__Work to be completed__.
In the listing, some lines may hold the string "save"; report how many do, as a bare number.

__Data to process__.
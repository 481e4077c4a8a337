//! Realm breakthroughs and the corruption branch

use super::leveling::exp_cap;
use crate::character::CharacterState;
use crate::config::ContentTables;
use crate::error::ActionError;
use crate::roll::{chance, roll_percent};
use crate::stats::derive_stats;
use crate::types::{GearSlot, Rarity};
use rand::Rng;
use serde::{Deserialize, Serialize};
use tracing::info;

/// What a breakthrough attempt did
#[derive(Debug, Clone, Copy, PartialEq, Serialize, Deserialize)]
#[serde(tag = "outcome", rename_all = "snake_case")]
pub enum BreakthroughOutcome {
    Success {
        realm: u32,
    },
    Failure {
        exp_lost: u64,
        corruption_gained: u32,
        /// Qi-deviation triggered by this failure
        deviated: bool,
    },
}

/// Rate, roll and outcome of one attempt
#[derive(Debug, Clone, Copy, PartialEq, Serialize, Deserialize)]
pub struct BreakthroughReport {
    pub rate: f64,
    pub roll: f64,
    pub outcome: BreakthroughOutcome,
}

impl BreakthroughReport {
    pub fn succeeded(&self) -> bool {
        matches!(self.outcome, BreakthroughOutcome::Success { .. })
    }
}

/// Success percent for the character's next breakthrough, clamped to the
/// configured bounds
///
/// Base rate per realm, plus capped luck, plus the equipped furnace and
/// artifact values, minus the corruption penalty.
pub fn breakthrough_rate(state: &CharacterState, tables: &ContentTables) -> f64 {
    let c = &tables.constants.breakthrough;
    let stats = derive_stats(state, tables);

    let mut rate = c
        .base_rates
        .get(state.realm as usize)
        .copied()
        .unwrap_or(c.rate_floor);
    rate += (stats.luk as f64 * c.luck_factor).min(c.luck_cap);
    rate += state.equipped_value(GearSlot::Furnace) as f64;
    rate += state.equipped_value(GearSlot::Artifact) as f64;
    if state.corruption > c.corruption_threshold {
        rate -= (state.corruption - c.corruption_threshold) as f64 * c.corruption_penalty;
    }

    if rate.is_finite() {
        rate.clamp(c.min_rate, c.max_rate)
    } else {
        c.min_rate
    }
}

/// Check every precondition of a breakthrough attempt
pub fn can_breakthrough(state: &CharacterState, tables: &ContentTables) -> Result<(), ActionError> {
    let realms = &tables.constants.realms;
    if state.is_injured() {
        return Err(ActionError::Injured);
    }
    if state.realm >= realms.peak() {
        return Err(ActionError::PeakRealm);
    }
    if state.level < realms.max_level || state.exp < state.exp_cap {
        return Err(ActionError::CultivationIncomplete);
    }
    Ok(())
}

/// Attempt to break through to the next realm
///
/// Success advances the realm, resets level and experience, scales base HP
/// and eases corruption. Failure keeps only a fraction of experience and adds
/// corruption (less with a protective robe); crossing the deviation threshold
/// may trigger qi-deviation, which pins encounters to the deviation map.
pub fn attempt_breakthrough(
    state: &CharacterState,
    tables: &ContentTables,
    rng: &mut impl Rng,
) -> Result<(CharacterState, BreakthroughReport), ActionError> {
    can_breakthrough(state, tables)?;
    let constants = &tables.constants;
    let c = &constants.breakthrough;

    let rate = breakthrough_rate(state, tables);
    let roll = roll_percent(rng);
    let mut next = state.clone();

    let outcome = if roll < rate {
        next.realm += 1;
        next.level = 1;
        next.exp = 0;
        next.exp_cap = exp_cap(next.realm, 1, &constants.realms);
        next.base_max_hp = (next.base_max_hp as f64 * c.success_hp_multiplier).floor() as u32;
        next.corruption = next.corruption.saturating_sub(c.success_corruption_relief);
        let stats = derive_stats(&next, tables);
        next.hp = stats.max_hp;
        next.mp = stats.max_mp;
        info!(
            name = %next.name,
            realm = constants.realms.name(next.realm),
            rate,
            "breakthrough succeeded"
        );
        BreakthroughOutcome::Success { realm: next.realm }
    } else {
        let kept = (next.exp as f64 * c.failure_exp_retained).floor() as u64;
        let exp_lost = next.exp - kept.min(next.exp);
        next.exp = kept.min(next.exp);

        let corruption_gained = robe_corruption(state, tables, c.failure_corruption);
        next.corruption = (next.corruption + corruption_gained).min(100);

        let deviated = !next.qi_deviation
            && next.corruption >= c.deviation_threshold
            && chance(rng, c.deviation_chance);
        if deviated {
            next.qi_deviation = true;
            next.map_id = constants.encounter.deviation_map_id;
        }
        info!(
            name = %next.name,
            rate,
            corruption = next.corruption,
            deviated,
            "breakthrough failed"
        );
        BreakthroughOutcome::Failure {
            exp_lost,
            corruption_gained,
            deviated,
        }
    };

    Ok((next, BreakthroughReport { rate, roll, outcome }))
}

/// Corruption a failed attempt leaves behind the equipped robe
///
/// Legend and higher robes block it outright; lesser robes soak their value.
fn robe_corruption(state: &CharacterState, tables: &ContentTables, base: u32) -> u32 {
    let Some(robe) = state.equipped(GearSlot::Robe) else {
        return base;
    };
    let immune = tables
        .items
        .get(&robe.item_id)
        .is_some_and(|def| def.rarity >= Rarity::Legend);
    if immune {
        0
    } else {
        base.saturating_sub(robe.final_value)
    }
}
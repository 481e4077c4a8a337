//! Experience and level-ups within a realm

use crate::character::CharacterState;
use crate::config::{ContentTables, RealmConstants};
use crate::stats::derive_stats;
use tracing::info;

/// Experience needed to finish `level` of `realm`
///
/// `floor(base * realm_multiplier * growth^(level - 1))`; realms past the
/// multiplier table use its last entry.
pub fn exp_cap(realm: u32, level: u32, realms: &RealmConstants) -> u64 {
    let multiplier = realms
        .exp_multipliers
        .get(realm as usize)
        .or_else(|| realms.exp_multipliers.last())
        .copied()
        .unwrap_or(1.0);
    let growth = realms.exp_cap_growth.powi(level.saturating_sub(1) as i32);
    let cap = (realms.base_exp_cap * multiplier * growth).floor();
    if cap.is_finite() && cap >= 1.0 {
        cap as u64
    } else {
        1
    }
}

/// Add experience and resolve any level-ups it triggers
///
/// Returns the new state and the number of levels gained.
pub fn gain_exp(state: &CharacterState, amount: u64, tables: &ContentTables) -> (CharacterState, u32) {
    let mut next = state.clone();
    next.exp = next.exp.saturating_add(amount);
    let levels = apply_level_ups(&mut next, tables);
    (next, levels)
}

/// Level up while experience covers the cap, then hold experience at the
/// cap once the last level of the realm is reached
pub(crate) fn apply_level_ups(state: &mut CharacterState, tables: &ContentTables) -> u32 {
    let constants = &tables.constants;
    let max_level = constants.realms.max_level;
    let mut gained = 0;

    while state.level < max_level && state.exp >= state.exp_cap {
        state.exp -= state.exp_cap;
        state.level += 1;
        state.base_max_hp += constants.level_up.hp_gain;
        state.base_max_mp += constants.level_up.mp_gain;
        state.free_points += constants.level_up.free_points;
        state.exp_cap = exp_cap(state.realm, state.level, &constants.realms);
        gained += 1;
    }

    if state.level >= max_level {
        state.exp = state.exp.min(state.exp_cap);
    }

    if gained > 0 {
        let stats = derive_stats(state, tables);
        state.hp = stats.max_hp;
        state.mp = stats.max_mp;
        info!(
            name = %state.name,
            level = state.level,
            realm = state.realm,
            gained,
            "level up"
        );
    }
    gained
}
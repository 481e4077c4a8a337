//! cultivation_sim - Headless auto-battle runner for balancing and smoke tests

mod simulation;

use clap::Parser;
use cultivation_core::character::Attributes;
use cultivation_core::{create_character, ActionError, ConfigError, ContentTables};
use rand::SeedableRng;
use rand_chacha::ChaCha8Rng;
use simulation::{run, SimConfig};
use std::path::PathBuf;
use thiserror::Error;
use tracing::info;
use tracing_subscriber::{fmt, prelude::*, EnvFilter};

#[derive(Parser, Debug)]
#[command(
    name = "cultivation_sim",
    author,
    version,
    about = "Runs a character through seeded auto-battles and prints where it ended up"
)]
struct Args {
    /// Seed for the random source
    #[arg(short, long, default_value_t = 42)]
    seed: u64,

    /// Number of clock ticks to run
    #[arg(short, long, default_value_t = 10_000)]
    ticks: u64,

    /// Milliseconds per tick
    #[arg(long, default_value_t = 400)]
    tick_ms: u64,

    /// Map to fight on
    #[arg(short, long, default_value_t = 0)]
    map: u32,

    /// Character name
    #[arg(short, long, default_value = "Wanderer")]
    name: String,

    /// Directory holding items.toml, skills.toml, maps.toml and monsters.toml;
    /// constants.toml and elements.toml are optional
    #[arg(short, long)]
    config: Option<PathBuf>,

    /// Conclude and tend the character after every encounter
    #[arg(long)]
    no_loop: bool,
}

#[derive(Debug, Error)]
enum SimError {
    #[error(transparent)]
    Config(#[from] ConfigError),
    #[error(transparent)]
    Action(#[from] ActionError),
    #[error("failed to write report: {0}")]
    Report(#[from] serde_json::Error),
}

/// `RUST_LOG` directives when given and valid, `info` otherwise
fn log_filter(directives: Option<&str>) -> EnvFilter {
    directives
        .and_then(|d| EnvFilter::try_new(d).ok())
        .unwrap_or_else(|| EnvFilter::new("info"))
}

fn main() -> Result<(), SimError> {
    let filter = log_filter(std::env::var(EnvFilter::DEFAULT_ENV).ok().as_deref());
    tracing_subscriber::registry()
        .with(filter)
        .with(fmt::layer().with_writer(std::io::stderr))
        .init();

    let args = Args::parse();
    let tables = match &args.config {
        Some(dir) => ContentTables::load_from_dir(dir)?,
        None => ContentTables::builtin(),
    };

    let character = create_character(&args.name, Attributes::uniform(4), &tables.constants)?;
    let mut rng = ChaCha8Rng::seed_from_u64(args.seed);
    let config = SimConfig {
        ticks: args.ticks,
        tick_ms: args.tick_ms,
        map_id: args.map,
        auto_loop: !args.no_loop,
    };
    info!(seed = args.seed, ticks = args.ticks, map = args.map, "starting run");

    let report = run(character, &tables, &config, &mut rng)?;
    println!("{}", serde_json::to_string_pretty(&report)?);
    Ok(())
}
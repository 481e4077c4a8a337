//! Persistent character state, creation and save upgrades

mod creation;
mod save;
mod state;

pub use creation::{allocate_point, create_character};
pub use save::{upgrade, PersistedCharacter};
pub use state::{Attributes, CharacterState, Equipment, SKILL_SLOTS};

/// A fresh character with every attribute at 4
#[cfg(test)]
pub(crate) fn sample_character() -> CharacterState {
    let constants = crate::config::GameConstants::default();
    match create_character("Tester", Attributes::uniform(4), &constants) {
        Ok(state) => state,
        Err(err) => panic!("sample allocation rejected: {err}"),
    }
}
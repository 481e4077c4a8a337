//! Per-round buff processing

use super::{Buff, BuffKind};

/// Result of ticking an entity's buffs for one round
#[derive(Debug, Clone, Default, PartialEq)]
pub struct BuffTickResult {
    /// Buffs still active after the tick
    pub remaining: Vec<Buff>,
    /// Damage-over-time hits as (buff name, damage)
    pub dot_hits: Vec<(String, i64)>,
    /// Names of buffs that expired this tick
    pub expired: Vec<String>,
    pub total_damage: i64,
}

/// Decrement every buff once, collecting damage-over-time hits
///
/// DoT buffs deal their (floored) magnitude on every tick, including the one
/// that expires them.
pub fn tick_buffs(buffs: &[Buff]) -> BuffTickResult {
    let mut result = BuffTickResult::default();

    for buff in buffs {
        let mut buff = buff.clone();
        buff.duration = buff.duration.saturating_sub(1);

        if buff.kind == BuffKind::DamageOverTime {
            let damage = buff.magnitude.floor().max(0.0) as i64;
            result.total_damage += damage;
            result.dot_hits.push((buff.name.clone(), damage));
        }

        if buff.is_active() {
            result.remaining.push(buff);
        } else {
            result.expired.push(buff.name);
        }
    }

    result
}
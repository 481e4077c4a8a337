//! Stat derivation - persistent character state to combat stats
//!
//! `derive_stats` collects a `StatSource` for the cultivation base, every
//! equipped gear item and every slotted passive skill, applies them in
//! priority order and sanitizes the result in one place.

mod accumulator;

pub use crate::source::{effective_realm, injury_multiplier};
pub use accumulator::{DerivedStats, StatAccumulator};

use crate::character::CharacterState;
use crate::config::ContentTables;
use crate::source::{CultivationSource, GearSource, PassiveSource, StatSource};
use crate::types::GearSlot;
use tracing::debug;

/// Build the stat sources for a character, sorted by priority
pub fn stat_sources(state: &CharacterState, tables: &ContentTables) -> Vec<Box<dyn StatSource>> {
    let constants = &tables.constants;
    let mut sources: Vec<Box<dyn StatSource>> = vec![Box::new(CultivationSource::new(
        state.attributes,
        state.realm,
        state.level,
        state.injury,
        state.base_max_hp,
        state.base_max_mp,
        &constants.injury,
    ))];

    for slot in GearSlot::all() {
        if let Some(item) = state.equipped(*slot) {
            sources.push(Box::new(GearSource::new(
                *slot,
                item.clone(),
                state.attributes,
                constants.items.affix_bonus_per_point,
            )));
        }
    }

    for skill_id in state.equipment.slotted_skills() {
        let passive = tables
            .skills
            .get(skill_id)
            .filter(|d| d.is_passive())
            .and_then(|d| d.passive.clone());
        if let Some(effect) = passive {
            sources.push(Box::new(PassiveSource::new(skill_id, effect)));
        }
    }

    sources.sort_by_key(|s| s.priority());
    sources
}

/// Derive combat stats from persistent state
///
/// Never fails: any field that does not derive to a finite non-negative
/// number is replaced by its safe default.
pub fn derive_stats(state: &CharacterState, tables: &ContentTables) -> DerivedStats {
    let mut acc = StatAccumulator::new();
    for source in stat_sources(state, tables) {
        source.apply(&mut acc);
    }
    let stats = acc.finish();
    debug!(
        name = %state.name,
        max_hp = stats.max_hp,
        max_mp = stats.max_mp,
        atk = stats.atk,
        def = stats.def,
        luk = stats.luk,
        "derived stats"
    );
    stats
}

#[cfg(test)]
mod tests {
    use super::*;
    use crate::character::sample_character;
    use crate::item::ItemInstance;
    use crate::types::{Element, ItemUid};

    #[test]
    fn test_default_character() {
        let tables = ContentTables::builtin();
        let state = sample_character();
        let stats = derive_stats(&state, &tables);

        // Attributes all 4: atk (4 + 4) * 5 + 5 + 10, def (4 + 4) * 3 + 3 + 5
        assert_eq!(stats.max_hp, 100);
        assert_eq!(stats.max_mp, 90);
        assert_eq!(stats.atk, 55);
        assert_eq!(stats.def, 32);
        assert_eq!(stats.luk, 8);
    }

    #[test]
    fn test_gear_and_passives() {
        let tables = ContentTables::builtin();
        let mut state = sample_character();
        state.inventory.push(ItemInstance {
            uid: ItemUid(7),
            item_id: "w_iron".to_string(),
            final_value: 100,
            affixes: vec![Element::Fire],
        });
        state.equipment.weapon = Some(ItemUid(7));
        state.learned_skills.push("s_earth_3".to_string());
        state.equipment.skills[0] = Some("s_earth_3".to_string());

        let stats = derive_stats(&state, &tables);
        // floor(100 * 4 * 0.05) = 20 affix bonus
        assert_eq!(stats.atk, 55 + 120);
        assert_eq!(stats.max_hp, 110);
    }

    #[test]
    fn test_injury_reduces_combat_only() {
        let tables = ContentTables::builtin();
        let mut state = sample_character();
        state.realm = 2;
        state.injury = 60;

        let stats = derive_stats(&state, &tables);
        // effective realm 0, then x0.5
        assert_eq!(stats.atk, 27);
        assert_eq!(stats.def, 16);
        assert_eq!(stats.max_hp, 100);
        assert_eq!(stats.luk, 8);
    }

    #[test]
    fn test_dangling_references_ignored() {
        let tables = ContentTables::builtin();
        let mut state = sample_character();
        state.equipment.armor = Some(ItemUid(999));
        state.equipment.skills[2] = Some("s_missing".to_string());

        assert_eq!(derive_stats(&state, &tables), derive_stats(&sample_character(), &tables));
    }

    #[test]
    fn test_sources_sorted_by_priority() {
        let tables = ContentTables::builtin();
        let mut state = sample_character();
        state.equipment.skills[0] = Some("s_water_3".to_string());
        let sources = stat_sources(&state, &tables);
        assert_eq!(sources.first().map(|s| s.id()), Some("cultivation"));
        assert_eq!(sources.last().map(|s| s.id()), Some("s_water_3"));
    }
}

__Problem solution__.
3